== Action item ==
Reproduce each line from the first in the data through the line that contains "observed on both sides" exactly; give nothing else.

== Material to process ==
// Benchmark statistics engine
//
// Compares repeated benchmark runs of an old and a new revision and reports,
// per metric and operation, a summary of each side and the percentage
// change between them.
//
// Pipeline:
// - parser: raw output lines -> flat samples
// - aggregate: samples -> (metric, name) groups present on both sides
// - stat: groups -> outlier rejection, summaries, Mann-Whitney U gating,
//   signed percentage deltas
//
// Noise handling:
// - Tukey's fences drop single disturbed runs before anything is computed
// - A difference is only reported when the rank test rejects "same
//   distribution" at the configured significance level (default 0.05)
// - Single-sample groups cannot be tested and are reported with reduced
//   confidence

mod config;
mod diff;
mod outliers;
mod statistics;
mod summary;

pub use config::{Center, StatConfig};
pub use diff::{diff_group, stat, BenchDiff, Confidence, GroupOutcome, StatResult};
pub use outliers::reject_outliers;
pub use statistics::{mann_whitney_u, mean, median, quantile, MannWhitney, TestError};
pub use summary::{Scaler, Summary};
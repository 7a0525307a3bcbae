//! Grouping of old/new samples into comparable benchmark groups
//!
//! Samples are keyed by `(metric, name)`. Only keys observed on both sides
//! survive; a benchmark added or removed between revisions cannot be
//! compared and is dropped without error.

use crate::parser::Sample;
use std::collections::HashMap;

/// All old and new values recorded for one `(metric, name)` identity
#[derive(Debug, Clone, PartialEq)]
pub struct BenchmarkGroup {
    pub name: String,
    pub metric: String,
    pub unit: String,
    pub old: Vec<f64>,
    pub new: Vec<f64>,
}

/// Groups sharing one metric, in old-collection order
#[derive(Debug, Clone, PartialEq)]
pub struct MetricGroups {
    pub metric: String,
    pub groups: Vec<BenchmarkGroup>,
}

/// Insertion-ordered collection of values per `(metric, name)`
#[derive(Default)]
struct OrderedSamples<'a> {
    index: HashMap<&'a str, HashMap<&'a str, usize>>,
    entries: Vec<(&'a Sample, Vec<f64>)>,
}

impl<'a> OrderedSamples<'a> {
    fn collect(samples: &'a [Sample]) -> Self {
        let mut ordered = Self::default();
        for sample in samples {
            let names = ordered.index.entry(sample.metric.as_str()).or_default();
            match names.get(sample.name.as_str()) {
                Some(&i) => ordered.entries[i].1.push(sample.value),
                None => {
                    names.insert(sample.name.as_str(), ordered.entries.len());
                    ordered.entries.push((sample, vec![sample.value]));
                }
            }
        }
        ordered
    }

    fn get(&self, metric: &str, name: &str) -> Option<&[f64]> {
        let &i = self.index.get(metric)?.get(name)?;
        Some(self.entries[i].1.as_slice())
    }
}

/// Pair old and new samples into per-metric benchmark groups
///
/// Metrics and the operations under each metric are ordered by their first
/// appearance in `old`. An empty side produces an empty result.
pub fn group_samples(old: &[Sample], new: &[Sample]) -> Vec<MetricGroups> {
    let old_samples = OrderedSamples::collect(old);
    let new_samples = OrderedSamples::collect(new);

    let mut metrics: Vec<MetricGroups> = Vec::new();
    for (first, old_values) in &old_samples.entries {
        let Some(new_values) = new_samples.get(&first.metric, &first.name) else {
            tracing::debug!(
                "dropping {} ({}): not present in new samples",
                first.name,
                first.metric
            );
            continue;
        };

        let group = BenchmarkGroup {
            name: first.name.clone(),
            metric: first.metric.clone(),
            unit: first.unit.clone(),
            old: old_values.clone(),
            new: new_values.to_vec(),
        };

        match metrics.iter_mut().find(|m| m.metric == group.metric) {
            Some(existing) => existing.groups.push(group),
            None => metrics.push(MetricGroups {
                metric: group.metric.clone(),
                groups: vec![group],
            }),
        }
    }

    for (first, _) in &new_samples.entries {
        if old_samples.get(&first.metric, &first.name).is_none() {
            tracing::debug!(
                "dropping {} ({}): not present in old samples",
                first.name,
                first.metric
            );
        }
    }

    metrics
}
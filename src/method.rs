//! HTTP method as a typed enum.
//!
//! Only the RFC 9110 methods are routable. Anything else is answered with
//! `405 Method Not Allowed` by the server before the router is consulted.

use std::fmt;
use std::str::FromStr;

/// A routable HTTP method.
#[derive(Clone, Copy, Debug, Eq, Hash, PartialEq)]
pub enum Method {
    Connect,
    Delete,
    Get,
    Head,
    Options,
    Patch,
    Post,
    Put,
    Trace,
}

impl Method {
    /// Returns the uppercase wire representation (e.g. `"GET"`).
    pub fn as_str(self) -> &'static str {
        match self {
            Self::Connect => "CONNECT",
            Self::Delete  => "DELETE",
            Self::Get     => "GET",
            Self::Head    => "HEAD",
            Self::Options => "OPTIONS",
            Self::Patch   => "PATCH",
            Self::Post    => "POST",
            Self::Put     => "PUT",
            Self::Trace   => "TRACE",
        }
    }
}

/// Case-sensitive per RFC 9110 §9.1.
impl FromStr for Method {
    type Err = UnknownMethod;

    fn from_str(s: &str) -> Result<Self, Self::Err> {
        match s {
            "CONNECT" => Ok(Self::Connect),
            "DELETE"  => Ok(Self::Delete),
            "GET"     => Ok(Self::Get),
            "HEAD"    => Ok(Self::Head),
            "OPTIONS" => Ok(Self::Options),
            "PATCH"   => Ok(Self::Patch),
            "POST"    => Ok(Self::Post),
            "PUT"     => Ok(Self::Put),
            "TRACE"   => Ok(Self::Trace),
            other     => Err(UnknownMethod(other.to_owned())),
        }
    }
}

impl TryFrom<&http::Method> for Method {
    type Error = UnknownMethod;

    fn try_from(m: &http::Method) -> Result<Self, Self::Error> {
        m.as_str().parse()
    }
}

impl fmt::Display for Method {
    fn fmt(&self, f: &mut fmt::Formatter<'_>) -> fmt::Result {
        f.write_str(self.as_str())
    }
}

/// A method string that steep does not route.
#[derive(Debug, Clone, PartialEq, Eq, thiserror::Error)]
#[error("unknown HTTP method `{0}`")]
pub struct UnknownMethod(pub String);

#[cfg(test)]
mod tests {
    use super::*;

    #[test]
    fn parses_from_http_method() {
        assert_eq!(Method::try_from(&http::Method::PUT), Ok(Method::Put));
        assert_eq!(Method::try_from(&http::Method::DELETE), Ok(Method::Delete));
    }

    #[test]
    fn rejects_lowercase_and_extensions() {
        assert!("get".parse::<Method>().is_err());
        assert_eq!(
            "PURGE".parse::<Method>(),
            Err(UnknownMethod("PURGE".to_owned()))
        );
    }
}
//! Static file fallback.
//!
//! Serves a built single-page client for every request the router does not
//! claim. Register it with [`Router::fallback`](crate::Router::fallback):
//!
//! ```rust,no_run
//! use steep::{Router, static_files};
//!
//! let app = Router::new().fallback(static_files::serve_dir("client/build".into()));
//! ```

use std::io::ErrorKind;
use std::path::{Path, PathBuf};
use std::sync::Arc;

use tracing::error;

use crate::handler::Handler;
use crate::jsonapi::ApiError;
use crate::method::Method;
use crate::request::Request;
use crate::response::{ContentType, IntoResponse, Response};

/// Returns a handler serving files below `root`.
///
/// Only `GET` and `HEAD` are served. Directories resolve to their
/// `index.html`. Paths containing `..` or backslashes are refused with
/// `not_found`, as are files that do not exist.
pub fn serve_dir(root: PathBuf) -> impl Handler {
    let root: Arc<Path> = Arc::from(root);
    move |req: Request| {
        let root = Arc::clone(&root);
        async move { serve(&root, &req).await }
    }
}

async fn serve(root: &Path, req: &Request) -> Response {
    if !matches!(req.method(), Method::Get | Method::Head) {
        return ApiError::NOT_FOUND.into_response();
    }

    let Some(mut path) = resolve(root, req.path()) else {
        return ApiError::NOT_FOUND.into_response();
    };

    if tokio::fs::metadata(&path).await.is_ok_and(|m| m.is_dir()) {
        path.push("index.html");
    }

    match tokio::fs::read(&path).await {
        Ok(contents) => {
            let content_type = path
                .extension()
                .and_then(|e| e.to_str())
                .map_or(ContentType::OctetStream, ContentType::from_extension);
            let res = Response::builder().bytes(content_type, contents);
            if req.method() == Method::Head {
                Response { body: Default::default(), ..res }
            } else {
                res
            }
        }
        Err(e) if matches!(e.kind(), ErrorKind::NotFound | ErrorKind::NotADirectory) => {
            ApiError::NOT_FOUND.into_response()
        }
        Err(e) => {
            error!(path = %path.display(), error = %e, "failed to read static file");
            ApiError::INTERNAL_SERVER_ERROR.into_response()
        }
    }
}

/// Maps a URL path onto `root`, refusing anything that could escape it.
fn resolve(root: &Path, url_path: &str) -> Option<PathBuf> {
    let mut path = root.to_path_buf();
    for segment in url_path.split('/').filter(|s| !s.is_empty() && *s != ".") {
        if segment == ".." || segment.contains('\\') || segment.contains('\0') {
            return None;
        }
        path.push(segment);
    }
    Some(path)
}

#[cfg(test)]
mod tests {
    use http::StatusCode;

    use super::*;
    use crate::Router;

    fn site() -> tempfile::TempDir {
        let dir = tempfile::tempdir().unwrap();
        std::fs::write(dir.path().join("index.html"), "<h1>todos</h1>").unwrap();
        std::fs::create_dir(dir.path().join("static")).unwrap();
        std::fs::write(dir.path().join("static/app.js"), "console.log(1)").unwrap();
        dir
    }

    #[test]
    fn resolve_refuses_traversal() {
        let root = Path::new("/srv");
        assert_eq!(resolve(root, "/static/app.js"), Some(PathBuf::from("/srv/static/app.js")));
        assert_eq!(resolve(root, "/"), Some(PathBuf::from("/srv")));
        assert_eq!(resolve(root, "/../etc/passwd"), None);
        assert_eq!(resolve(root, "/a/..%2f/../b"), None);
    }

    #[tokio::test]
    async fn serves_files_and_index() {
        let dir = site();
        let router = Router::new().fallback(serve_dir(dir.path().to_path_buf()));

        let res = router.dispatch(Request::builder(Method::Get, "/").empty()).await;
        assert_eq!(res.status_code(), StatusCode::OK);
        assert_eq!(res.content_type(), Some("text/html; charset=utf-8"));
        assert_eq!(res.body().as_ref(), b"<h1>todos</h1>");

        let res = router.dispatch(Request::builder(Method::Get, "/static/app.js").empty()).await;
        assert_eq!(res.content_type(), Some("text/javascript"));
        assert_eq!(res.body().as_ref(), b"console.log(1)");
    }

    #[tokio::test]
    async fn misses_are_not_found() {
        let dir = site();
        let router = Router::new().fallback(serve_dir(dir.path().to_path_buf()));

        for path in ["/missing.css", "/../secret", "/static/app.js/x"] {
            let res = router.dispatch(Request::builder(Method::Get, path).empty()).await;
            assert_eq!(res.status_code(), StatusCode::NOT_FOUND, "{path}");
        }

        let res = router.dispatch(Request::builder(Method::Post, "/").empty()).await;
        assert_eq!(res.status_code(), StatusCode::NOT_FOUND);
    }

    #[tokio::test]
    async fn head_has_no_body() {
        let dir = site();
        let router = Router::new().fallback(serve_dir(dir.path().to_path_buf()));

        let res = router.dispatch(Request::builder(Method::Head, "/").empty()).await;
        assert_eq!(res.status_code(), StatusCode::OK);
        assert!(res.body().is_empty());
    }
}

== Written solution ==
// Benchmark statistics engine
//
// Compares repeated benchmark runs of an old and a new revision and reports,
// per metric and operation, a summary of each side and the percentage
// change between them.
//
// Pipeline:
// - parser: raw output lines -> flat samples
// - aggregate: samples -> (metric, name) groups present on both sides
// - stat: groups -> outlier rejection, summaries, Mann-Whitney U gating,
//   signed percentage deltas
//
// Noise handling:
// - Tukey's fences drop single disturbed runs before anything is computed
// - A difference is only reported when the rank test rejects "same
//   distribution" at the configured significance level (default 0.05)
// - Single-sample groups cannot be tested and are reported with reduced
//   confidence

mod config;
mod diff;
mod outliers;
mod statistics;
mod summary;

pub use config::{Center, StatConfig};
pub use diff::{diff_group, stat, BenchDiff, Confidence, GroupOutcome, StatResult};
pub use outliers::reject_outliers;
pub use statistics::{mann_whitney_u, mean, median, quantile, MannWhitney, TestError};
pub use summary::{Scaler, Summary};
repository 7a0525307a3bcbae
//! Grouping of old/new samples into comparable benchmark groups
//!
//! Samples are keyed by `(metric, name)`. Only keys observed on both sides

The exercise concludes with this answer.